[Records for this exercise]:
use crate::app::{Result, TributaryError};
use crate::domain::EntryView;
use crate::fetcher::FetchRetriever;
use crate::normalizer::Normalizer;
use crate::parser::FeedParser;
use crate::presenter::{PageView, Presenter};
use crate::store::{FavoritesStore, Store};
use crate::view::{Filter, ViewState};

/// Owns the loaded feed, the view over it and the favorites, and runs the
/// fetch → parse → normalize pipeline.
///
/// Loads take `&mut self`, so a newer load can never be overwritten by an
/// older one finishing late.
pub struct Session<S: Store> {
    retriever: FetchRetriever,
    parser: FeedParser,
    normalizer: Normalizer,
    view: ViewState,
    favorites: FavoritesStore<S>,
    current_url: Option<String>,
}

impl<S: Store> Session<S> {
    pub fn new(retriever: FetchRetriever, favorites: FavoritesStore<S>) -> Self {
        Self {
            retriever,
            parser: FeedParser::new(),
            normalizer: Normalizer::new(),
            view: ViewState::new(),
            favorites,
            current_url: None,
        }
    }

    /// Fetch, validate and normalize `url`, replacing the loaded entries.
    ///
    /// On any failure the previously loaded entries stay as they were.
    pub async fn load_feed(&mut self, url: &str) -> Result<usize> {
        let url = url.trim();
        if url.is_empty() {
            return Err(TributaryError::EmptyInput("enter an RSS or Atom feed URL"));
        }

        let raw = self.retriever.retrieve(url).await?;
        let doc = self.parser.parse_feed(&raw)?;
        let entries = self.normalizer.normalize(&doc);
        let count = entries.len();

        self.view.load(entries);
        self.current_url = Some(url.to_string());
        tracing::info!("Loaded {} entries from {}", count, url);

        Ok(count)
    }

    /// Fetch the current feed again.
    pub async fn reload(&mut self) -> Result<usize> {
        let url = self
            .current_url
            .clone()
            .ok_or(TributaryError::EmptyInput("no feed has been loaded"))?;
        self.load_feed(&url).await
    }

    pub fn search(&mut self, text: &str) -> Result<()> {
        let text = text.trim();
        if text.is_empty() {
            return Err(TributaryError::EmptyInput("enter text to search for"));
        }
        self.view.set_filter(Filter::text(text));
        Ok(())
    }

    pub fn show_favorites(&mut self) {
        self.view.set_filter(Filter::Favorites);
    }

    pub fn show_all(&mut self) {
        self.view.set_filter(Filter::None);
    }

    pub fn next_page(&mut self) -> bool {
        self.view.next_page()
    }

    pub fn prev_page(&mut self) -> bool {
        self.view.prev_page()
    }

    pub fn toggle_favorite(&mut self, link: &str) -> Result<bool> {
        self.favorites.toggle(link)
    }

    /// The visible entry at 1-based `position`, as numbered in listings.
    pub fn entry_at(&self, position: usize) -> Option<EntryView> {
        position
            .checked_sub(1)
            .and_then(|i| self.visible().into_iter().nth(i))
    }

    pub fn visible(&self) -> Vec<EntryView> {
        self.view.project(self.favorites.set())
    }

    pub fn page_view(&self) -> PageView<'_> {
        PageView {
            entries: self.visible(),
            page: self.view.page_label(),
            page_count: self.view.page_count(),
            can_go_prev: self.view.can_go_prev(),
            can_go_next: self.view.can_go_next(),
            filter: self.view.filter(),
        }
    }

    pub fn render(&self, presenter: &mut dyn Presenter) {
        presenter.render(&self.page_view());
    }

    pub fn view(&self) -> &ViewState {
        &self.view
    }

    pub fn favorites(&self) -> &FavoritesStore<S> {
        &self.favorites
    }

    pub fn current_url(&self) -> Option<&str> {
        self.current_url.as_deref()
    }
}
---
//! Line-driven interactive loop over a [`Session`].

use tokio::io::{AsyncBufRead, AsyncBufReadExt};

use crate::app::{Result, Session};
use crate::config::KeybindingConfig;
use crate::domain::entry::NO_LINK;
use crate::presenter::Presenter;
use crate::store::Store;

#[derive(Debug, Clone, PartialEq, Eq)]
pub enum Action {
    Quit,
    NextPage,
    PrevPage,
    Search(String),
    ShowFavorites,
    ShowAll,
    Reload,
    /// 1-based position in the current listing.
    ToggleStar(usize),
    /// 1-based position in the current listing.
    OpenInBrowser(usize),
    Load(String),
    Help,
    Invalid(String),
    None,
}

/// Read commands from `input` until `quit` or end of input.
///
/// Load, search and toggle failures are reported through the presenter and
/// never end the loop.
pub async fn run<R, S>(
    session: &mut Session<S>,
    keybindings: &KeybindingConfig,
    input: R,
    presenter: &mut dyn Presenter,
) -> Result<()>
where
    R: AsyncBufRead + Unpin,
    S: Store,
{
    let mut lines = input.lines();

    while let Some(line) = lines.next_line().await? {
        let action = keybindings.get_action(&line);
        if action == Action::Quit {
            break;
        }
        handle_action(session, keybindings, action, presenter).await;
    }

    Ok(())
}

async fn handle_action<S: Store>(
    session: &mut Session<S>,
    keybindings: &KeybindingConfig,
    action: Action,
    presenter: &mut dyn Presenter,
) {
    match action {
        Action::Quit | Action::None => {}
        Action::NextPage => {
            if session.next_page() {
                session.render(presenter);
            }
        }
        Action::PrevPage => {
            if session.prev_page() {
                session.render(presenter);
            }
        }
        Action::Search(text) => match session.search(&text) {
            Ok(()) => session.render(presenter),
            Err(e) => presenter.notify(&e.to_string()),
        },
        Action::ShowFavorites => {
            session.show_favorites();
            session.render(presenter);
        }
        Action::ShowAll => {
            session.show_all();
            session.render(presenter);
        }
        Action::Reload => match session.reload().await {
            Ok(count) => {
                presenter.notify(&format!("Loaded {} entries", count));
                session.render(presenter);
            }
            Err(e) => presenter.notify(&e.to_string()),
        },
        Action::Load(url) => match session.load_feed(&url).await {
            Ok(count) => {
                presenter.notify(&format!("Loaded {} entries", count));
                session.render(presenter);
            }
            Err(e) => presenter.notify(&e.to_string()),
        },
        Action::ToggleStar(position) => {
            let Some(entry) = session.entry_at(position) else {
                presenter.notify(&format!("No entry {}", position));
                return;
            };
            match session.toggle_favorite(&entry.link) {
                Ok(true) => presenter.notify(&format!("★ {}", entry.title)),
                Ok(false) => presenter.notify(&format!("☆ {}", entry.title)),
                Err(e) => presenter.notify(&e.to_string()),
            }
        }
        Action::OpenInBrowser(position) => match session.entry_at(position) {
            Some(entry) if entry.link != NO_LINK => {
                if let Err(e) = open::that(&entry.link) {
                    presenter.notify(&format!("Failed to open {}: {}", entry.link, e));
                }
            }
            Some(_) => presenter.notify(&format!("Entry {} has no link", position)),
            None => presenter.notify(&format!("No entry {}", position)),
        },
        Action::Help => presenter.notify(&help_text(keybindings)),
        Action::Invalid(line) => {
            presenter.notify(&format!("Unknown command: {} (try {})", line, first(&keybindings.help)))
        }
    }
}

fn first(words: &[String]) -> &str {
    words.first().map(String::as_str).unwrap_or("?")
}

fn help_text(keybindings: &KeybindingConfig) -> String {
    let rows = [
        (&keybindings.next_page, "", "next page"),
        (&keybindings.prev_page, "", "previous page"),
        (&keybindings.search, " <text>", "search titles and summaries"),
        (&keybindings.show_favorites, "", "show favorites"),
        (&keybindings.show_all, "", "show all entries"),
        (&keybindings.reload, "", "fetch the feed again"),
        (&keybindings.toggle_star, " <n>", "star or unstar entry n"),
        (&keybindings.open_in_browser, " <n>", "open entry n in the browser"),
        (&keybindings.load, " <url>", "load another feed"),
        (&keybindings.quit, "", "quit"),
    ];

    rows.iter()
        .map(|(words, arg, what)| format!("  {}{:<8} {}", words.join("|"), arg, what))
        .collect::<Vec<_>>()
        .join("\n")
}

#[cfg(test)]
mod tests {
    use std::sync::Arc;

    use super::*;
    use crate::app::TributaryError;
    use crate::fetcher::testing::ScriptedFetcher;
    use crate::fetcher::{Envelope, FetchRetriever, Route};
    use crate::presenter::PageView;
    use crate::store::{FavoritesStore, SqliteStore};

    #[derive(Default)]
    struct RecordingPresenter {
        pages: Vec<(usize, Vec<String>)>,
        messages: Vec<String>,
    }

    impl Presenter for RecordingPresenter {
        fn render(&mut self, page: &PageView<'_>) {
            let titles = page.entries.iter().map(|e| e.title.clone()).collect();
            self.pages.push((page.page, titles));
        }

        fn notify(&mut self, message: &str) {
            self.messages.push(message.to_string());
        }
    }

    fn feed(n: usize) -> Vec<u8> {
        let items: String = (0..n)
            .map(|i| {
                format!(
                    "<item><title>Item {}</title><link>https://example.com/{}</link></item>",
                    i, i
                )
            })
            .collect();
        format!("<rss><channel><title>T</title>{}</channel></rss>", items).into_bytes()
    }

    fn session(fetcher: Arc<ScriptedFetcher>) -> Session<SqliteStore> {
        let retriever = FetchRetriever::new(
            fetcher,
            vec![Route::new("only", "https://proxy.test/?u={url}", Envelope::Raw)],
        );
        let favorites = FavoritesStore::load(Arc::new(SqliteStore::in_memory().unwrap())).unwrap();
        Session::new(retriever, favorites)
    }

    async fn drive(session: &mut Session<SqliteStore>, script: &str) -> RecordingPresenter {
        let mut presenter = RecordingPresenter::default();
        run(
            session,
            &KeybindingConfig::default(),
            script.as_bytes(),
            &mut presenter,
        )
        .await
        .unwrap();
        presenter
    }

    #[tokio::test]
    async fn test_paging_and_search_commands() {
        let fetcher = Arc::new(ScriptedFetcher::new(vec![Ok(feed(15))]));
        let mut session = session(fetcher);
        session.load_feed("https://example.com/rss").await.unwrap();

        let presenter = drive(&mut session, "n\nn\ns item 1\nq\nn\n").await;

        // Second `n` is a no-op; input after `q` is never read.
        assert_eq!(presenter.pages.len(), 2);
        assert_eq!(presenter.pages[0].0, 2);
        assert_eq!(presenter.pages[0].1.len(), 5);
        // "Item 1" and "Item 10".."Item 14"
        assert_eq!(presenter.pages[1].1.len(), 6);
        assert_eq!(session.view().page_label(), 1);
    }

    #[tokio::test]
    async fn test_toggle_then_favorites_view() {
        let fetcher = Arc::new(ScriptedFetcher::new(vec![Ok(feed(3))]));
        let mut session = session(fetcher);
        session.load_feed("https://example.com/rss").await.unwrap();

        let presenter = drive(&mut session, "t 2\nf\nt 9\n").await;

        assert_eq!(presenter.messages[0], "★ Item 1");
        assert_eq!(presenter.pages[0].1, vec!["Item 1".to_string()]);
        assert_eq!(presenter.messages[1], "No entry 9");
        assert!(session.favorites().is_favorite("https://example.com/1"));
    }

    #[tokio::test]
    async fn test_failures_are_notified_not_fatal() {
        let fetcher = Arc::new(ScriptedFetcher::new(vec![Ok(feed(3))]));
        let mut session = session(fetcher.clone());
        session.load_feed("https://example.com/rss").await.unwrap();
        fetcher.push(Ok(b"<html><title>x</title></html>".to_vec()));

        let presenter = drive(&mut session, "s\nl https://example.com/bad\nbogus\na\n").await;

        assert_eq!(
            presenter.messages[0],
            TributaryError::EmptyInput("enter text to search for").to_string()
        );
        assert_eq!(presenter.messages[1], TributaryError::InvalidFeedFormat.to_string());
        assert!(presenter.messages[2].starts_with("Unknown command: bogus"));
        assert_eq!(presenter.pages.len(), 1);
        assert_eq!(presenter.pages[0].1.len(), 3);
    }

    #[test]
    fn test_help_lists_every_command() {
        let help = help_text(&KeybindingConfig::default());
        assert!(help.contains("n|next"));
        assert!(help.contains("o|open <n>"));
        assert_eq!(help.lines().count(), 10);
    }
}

[Try it]: Search the listing above for "usize" and copy every line that has it.

[Output for this exercise]:
    pub async fn load_feed(&mut self, url: &str) -> Result<usize> {
    pub async fn reload(&mut self) -> Result<usize> {
    pub fn entry_at(&self, position: usize) -> Option<EntryView> {
    ToggleStar(usize),
    OpenInBrowser(usize),
        pages: Vec<(usize, Vec<String>)>,
    fn feed(n: usize) -> Vec<u8> {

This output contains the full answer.